Saved entries:

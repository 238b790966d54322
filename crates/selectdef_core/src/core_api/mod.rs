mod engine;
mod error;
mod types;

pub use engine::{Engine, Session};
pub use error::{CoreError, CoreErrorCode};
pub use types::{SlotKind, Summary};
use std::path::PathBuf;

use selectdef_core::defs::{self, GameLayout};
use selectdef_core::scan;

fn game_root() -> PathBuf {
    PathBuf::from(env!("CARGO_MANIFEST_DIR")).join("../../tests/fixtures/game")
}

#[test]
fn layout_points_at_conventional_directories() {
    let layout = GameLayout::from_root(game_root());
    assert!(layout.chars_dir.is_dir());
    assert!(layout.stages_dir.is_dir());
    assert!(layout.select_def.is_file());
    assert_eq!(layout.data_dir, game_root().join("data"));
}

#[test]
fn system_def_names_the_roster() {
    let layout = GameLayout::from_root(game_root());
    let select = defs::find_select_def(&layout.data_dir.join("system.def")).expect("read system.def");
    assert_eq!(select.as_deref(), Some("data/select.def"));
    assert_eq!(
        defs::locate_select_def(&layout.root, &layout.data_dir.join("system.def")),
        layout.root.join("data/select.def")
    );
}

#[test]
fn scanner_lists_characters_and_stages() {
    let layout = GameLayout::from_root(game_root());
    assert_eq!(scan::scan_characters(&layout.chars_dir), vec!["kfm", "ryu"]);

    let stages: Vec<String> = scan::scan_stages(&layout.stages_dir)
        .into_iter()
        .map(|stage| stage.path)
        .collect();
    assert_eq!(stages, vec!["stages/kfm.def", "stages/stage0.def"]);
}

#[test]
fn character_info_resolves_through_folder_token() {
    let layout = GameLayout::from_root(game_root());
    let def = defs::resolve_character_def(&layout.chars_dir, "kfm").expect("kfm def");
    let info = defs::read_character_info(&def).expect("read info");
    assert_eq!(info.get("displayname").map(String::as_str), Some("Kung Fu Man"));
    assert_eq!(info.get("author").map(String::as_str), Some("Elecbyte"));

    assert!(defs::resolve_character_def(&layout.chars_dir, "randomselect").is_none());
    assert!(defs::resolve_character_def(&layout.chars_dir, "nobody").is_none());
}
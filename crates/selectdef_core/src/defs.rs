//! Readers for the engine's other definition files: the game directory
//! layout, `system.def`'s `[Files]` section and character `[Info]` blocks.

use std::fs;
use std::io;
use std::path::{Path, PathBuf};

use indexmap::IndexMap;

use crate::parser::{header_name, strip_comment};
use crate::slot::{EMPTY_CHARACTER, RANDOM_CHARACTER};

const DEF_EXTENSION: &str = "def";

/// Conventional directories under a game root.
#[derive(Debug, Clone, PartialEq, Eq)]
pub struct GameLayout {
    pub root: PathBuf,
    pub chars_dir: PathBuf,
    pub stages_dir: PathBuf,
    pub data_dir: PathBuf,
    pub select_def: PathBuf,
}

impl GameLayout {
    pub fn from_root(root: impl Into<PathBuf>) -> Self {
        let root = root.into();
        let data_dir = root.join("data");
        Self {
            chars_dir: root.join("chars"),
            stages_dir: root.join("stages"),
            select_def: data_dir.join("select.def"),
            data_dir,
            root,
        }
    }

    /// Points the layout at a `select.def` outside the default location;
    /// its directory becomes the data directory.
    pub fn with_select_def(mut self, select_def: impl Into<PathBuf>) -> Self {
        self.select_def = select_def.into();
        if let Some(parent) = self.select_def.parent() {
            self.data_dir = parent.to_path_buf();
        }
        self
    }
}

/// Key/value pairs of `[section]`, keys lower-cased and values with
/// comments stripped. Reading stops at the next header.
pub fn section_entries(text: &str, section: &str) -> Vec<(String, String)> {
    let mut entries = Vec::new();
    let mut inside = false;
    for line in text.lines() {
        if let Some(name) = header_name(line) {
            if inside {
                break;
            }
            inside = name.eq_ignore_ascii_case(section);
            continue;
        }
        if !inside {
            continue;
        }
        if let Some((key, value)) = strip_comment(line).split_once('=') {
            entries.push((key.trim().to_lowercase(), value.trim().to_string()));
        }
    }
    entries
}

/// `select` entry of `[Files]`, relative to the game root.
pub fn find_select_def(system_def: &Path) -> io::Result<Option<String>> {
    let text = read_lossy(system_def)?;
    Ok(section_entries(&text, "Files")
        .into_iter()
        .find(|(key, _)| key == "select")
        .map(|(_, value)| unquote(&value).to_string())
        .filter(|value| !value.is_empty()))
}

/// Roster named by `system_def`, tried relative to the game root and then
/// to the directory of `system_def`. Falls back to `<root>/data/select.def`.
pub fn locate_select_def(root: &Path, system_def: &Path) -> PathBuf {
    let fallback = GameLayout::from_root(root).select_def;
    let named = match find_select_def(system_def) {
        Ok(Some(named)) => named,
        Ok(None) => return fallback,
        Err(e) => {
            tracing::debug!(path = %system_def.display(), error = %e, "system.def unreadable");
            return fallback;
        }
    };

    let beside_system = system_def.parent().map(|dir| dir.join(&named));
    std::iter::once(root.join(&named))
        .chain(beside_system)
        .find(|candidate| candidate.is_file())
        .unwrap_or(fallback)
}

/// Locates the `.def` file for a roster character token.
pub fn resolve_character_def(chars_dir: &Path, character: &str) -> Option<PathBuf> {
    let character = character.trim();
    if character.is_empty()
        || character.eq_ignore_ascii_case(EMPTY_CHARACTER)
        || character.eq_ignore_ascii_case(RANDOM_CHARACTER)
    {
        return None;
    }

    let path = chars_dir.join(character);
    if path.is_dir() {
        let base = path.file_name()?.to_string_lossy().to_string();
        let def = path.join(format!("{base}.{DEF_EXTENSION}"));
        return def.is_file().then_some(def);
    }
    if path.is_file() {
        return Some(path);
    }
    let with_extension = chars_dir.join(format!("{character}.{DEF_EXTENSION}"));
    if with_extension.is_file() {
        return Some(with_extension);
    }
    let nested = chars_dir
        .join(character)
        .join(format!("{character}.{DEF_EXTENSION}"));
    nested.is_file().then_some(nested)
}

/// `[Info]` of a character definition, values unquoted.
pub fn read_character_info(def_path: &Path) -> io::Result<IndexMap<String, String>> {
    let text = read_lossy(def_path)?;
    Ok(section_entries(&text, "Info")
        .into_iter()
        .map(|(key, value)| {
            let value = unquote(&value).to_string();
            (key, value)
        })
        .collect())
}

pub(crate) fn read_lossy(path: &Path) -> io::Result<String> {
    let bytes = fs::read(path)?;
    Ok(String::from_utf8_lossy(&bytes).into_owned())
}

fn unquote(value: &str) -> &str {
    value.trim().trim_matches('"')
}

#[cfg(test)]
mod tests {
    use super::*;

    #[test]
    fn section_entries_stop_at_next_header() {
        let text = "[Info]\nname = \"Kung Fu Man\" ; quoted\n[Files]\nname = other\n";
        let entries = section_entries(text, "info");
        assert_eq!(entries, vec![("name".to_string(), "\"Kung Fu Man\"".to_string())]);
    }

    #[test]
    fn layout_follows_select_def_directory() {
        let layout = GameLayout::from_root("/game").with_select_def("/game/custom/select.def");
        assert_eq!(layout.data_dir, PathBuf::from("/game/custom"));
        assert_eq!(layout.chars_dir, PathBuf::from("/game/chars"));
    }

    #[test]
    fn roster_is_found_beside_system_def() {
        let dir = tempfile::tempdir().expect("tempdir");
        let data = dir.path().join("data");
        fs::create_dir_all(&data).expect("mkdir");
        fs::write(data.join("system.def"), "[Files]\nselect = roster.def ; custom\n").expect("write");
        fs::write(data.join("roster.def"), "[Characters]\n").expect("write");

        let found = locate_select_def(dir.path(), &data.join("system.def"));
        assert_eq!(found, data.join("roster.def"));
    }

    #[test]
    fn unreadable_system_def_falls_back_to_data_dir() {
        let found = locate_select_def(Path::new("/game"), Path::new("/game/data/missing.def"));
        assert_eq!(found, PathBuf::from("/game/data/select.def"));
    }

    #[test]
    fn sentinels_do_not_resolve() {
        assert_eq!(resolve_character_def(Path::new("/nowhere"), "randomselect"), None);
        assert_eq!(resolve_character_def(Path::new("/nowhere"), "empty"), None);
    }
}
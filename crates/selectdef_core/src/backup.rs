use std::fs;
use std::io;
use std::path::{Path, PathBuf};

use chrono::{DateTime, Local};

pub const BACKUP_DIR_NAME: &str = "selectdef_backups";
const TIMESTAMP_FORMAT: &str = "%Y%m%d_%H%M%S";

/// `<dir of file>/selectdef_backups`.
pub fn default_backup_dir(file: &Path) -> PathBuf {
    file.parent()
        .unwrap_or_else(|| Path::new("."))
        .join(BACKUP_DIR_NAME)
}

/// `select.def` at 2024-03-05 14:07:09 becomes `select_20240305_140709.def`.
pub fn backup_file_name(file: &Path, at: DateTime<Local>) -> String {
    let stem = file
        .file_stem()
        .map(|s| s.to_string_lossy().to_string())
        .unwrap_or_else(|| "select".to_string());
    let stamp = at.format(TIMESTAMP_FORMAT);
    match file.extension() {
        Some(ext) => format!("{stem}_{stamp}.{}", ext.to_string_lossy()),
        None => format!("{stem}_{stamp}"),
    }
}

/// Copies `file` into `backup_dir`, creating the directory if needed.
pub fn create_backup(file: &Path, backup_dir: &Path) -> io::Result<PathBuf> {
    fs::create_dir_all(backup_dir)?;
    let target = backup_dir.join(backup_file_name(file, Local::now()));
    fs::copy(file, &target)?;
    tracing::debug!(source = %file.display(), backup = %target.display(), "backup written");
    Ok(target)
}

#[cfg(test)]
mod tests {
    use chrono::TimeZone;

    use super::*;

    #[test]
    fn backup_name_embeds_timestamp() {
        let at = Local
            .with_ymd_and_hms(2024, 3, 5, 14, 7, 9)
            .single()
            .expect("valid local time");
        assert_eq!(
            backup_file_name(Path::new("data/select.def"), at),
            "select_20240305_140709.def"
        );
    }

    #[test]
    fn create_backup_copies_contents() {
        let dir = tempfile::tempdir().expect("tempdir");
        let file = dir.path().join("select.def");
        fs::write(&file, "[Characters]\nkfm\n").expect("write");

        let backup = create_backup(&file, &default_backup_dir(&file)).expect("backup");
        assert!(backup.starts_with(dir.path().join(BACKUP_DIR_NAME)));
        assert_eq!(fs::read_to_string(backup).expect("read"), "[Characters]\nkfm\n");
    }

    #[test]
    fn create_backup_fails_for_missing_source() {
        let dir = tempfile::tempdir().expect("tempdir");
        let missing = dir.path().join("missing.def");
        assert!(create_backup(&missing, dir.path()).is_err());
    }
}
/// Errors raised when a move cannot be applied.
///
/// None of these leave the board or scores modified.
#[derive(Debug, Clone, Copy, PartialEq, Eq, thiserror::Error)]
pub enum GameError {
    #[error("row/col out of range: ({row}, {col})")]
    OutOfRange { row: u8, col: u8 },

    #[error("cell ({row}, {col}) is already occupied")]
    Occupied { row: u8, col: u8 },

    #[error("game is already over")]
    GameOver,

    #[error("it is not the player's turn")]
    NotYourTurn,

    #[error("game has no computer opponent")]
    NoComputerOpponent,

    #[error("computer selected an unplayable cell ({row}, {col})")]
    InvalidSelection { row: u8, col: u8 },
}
--
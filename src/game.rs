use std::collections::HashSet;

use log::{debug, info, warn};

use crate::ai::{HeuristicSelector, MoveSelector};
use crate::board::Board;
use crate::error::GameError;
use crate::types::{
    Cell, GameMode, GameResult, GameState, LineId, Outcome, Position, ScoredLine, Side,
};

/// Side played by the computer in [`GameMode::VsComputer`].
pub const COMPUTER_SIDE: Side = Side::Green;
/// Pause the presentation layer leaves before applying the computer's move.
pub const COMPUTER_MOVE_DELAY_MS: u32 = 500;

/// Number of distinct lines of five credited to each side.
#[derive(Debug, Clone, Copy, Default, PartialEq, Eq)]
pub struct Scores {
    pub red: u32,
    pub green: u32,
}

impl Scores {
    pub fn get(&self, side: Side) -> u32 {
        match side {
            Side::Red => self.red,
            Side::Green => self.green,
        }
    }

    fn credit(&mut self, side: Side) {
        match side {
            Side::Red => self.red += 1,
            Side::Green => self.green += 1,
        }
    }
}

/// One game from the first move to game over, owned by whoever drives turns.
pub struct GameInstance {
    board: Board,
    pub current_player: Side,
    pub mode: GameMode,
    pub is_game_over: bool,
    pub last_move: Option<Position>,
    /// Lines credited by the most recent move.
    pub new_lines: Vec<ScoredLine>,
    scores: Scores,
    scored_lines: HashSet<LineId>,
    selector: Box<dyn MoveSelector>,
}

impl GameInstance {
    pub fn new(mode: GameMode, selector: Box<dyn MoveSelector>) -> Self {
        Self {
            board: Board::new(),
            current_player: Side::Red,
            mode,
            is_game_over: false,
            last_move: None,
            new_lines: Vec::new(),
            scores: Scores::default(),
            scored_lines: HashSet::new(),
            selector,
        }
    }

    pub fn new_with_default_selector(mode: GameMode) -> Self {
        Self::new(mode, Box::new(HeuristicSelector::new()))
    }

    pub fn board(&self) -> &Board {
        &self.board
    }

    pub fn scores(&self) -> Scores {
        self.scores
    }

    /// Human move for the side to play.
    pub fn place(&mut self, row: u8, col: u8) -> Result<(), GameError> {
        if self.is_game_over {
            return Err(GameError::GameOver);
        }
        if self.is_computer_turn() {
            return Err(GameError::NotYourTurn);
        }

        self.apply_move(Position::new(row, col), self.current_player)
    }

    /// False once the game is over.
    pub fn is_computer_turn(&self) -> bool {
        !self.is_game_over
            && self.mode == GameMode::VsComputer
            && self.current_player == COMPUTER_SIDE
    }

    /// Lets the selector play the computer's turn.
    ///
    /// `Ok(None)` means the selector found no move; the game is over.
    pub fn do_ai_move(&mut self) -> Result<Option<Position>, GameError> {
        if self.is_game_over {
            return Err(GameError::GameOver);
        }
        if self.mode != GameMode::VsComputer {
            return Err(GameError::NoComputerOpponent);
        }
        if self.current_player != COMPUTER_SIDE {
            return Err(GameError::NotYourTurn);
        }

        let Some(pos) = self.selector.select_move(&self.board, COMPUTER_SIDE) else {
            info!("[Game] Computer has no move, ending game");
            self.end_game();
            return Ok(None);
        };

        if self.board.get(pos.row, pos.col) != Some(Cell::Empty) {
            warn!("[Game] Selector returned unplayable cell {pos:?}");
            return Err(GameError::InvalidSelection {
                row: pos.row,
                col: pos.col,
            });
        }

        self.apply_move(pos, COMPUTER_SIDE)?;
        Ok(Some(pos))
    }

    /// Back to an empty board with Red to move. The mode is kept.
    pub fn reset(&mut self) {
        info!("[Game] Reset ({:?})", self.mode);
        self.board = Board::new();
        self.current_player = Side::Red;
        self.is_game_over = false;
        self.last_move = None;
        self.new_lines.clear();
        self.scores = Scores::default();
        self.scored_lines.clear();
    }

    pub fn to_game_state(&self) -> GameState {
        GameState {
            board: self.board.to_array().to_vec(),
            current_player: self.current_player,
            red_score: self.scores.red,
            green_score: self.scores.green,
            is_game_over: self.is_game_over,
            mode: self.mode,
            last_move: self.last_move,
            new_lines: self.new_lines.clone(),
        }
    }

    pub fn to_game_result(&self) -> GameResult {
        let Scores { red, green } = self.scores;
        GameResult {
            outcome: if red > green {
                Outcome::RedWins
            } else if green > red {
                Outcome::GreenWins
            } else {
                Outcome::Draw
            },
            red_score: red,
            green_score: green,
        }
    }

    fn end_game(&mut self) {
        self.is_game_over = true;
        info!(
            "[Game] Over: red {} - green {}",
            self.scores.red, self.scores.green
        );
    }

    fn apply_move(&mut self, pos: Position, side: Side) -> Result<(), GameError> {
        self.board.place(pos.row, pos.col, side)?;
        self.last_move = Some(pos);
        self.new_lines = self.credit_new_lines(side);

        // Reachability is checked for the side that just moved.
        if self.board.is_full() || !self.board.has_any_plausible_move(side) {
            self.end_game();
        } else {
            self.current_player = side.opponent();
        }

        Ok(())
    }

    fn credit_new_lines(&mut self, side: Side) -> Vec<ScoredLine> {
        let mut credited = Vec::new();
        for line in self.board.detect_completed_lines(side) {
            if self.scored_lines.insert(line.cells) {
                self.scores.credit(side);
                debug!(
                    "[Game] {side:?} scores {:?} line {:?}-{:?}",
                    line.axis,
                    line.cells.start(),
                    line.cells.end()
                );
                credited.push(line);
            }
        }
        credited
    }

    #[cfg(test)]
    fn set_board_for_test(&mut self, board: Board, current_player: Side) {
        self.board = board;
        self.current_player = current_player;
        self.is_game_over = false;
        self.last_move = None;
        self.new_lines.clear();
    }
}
==
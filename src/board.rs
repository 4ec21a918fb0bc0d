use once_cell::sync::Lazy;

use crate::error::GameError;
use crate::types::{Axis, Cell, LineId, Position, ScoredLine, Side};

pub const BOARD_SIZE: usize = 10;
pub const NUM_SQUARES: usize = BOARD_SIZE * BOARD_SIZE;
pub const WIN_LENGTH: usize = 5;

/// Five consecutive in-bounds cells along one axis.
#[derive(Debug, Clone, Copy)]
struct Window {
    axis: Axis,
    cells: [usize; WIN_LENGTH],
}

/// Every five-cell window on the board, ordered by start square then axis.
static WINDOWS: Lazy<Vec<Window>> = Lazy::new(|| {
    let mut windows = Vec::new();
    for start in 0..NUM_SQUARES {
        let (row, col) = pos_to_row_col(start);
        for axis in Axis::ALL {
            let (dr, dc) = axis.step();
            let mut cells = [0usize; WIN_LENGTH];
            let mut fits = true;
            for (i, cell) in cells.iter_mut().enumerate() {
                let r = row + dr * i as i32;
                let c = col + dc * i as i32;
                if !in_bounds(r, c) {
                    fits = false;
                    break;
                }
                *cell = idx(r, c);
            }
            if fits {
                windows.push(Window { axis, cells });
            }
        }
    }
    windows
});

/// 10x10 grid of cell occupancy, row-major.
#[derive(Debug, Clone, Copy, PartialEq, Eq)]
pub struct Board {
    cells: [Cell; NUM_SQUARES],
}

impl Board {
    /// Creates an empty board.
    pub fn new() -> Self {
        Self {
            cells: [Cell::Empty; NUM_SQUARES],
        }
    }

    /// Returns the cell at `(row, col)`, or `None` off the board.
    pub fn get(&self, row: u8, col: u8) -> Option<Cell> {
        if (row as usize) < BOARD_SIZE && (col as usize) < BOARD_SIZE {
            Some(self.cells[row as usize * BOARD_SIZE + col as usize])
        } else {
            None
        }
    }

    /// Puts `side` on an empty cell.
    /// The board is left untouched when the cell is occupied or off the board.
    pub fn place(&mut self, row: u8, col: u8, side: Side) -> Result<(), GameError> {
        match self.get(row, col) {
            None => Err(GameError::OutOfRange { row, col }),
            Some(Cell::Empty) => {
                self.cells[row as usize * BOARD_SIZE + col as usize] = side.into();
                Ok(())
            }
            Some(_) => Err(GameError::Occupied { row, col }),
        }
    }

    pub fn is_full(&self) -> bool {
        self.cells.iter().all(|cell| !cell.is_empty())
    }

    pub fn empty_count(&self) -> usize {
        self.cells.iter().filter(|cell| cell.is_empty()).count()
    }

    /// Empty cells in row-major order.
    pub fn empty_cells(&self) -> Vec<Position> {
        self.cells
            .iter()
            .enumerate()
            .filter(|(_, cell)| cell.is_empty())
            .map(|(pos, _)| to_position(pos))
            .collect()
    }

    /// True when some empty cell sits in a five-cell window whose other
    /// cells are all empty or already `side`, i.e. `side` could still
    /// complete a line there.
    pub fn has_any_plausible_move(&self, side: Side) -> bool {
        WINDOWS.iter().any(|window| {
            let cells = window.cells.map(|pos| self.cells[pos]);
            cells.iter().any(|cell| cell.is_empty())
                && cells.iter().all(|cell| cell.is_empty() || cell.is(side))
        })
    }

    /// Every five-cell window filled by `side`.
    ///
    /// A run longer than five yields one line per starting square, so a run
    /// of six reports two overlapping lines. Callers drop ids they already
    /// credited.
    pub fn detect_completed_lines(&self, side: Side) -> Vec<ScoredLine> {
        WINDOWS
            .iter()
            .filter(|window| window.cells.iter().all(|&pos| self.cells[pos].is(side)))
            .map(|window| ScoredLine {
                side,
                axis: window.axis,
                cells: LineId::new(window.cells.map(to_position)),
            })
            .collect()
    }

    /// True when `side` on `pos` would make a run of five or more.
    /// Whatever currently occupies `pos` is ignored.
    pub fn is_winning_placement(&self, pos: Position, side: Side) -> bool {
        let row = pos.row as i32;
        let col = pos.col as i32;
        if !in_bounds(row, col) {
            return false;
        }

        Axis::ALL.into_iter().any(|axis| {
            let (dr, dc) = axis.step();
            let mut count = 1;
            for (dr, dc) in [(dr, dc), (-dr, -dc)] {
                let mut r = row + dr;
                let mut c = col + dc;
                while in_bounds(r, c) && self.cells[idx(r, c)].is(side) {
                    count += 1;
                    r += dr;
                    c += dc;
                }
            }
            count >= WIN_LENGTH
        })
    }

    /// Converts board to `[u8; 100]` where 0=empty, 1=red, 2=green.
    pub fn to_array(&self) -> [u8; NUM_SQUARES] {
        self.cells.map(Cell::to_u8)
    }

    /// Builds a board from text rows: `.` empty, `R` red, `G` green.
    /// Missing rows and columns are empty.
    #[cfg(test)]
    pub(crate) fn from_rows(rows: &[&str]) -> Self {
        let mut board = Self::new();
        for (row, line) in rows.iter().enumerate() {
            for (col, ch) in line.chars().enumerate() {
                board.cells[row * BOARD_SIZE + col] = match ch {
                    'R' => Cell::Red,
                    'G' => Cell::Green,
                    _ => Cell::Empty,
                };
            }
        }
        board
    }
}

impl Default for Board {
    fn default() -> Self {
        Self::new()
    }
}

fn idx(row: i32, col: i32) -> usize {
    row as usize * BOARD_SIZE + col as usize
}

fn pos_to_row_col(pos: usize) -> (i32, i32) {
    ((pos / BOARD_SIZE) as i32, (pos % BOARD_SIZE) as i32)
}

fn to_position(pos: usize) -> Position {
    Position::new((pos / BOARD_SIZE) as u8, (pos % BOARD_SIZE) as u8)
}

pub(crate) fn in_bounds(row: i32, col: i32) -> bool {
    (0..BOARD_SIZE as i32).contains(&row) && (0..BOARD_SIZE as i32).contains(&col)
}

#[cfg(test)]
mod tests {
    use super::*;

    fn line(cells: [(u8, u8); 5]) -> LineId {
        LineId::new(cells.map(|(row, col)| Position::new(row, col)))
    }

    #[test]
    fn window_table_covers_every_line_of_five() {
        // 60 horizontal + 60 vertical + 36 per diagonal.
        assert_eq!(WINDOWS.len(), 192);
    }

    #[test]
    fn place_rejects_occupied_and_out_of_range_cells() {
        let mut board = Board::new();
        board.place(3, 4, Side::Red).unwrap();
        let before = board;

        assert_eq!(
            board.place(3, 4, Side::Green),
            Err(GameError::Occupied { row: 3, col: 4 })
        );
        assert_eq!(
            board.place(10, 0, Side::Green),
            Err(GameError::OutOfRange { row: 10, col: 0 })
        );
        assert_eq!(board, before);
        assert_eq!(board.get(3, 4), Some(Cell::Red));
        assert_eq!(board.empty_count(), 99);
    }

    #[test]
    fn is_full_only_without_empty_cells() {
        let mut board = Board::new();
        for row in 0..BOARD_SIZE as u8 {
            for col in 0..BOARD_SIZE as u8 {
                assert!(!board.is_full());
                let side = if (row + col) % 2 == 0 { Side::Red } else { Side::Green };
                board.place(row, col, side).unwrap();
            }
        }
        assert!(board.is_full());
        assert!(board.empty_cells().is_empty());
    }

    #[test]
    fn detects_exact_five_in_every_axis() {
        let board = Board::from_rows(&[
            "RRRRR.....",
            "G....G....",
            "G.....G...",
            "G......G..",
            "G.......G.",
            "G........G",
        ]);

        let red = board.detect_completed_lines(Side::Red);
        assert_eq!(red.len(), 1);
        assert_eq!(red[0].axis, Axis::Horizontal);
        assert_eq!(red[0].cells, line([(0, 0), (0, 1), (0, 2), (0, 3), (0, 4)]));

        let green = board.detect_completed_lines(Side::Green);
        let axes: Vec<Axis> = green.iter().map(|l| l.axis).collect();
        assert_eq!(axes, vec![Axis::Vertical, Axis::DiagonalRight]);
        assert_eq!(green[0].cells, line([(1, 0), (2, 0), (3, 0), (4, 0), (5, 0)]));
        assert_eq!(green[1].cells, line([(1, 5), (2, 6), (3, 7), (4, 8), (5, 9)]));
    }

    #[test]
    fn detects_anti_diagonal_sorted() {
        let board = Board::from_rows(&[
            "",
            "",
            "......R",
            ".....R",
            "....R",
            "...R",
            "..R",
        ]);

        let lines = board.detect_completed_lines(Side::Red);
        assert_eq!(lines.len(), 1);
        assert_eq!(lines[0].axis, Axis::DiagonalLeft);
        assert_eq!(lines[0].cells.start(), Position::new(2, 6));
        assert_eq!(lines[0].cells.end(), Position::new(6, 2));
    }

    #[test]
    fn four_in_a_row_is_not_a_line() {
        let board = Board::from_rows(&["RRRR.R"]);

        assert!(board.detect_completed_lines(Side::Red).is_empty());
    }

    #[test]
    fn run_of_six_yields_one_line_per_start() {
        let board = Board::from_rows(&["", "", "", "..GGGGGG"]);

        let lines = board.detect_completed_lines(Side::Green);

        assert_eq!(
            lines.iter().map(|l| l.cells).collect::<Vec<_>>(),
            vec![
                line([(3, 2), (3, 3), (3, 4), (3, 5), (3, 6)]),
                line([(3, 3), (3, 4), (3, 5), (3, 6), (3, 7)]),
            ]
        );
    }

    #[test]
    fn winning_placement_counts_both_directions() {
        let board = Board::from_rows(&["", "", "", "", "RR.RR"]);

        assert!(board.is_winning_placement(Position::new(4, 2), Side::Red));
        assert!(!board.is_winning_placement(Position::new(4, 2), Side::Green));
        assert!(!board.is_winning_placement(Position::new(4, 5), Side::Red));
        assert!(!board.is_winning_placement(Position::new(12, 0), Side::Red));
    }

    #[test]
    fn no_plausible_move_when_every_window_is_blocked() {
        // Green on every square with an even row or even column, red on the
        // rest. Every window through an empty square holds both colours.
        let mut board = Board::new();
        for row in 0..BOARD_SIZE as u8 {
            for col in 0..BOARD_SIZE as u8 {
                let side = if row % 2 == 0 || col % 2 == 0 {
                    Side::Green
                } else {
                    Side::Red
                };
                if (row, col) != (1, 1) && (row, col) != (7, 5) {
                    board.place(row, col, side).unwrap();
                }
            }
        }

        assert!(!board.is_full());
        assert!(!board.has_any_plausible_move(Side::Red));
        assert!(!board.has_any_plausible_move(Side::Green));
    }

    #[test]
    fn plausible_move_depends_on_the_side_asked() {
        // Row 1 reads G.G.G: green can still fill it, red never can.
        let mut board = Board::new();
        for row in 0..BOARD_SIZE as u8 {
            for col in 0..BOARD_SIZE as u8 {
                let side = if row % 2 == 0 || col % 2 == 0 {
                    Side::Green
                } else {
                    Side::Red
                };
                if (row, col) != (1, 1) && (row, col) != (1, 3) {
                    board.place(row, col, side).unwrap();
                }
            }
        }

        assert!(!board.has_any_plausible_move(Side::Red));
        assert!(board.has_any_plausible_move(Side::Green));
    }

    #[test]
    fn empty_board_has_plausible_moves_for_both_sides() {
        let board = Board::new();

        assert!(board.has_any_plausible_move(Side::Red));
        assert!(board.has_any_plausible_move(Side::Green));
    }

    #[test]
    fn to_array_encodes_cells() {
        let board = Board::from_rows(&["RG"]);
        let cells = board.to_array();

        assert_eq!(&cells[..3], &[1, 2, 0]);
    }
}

Exercise directions:
Wherever the word "other" occurs in the data, copy that whole line.

Exercise answer:
//! Readers for the engine's other definition files: the game directory
        let text = "[Info]\nname = \"Kung Fu Man\" ; quoted\n[Files]\nname = other\n";
    /// True when some empty cell sits in a five-cell window whose other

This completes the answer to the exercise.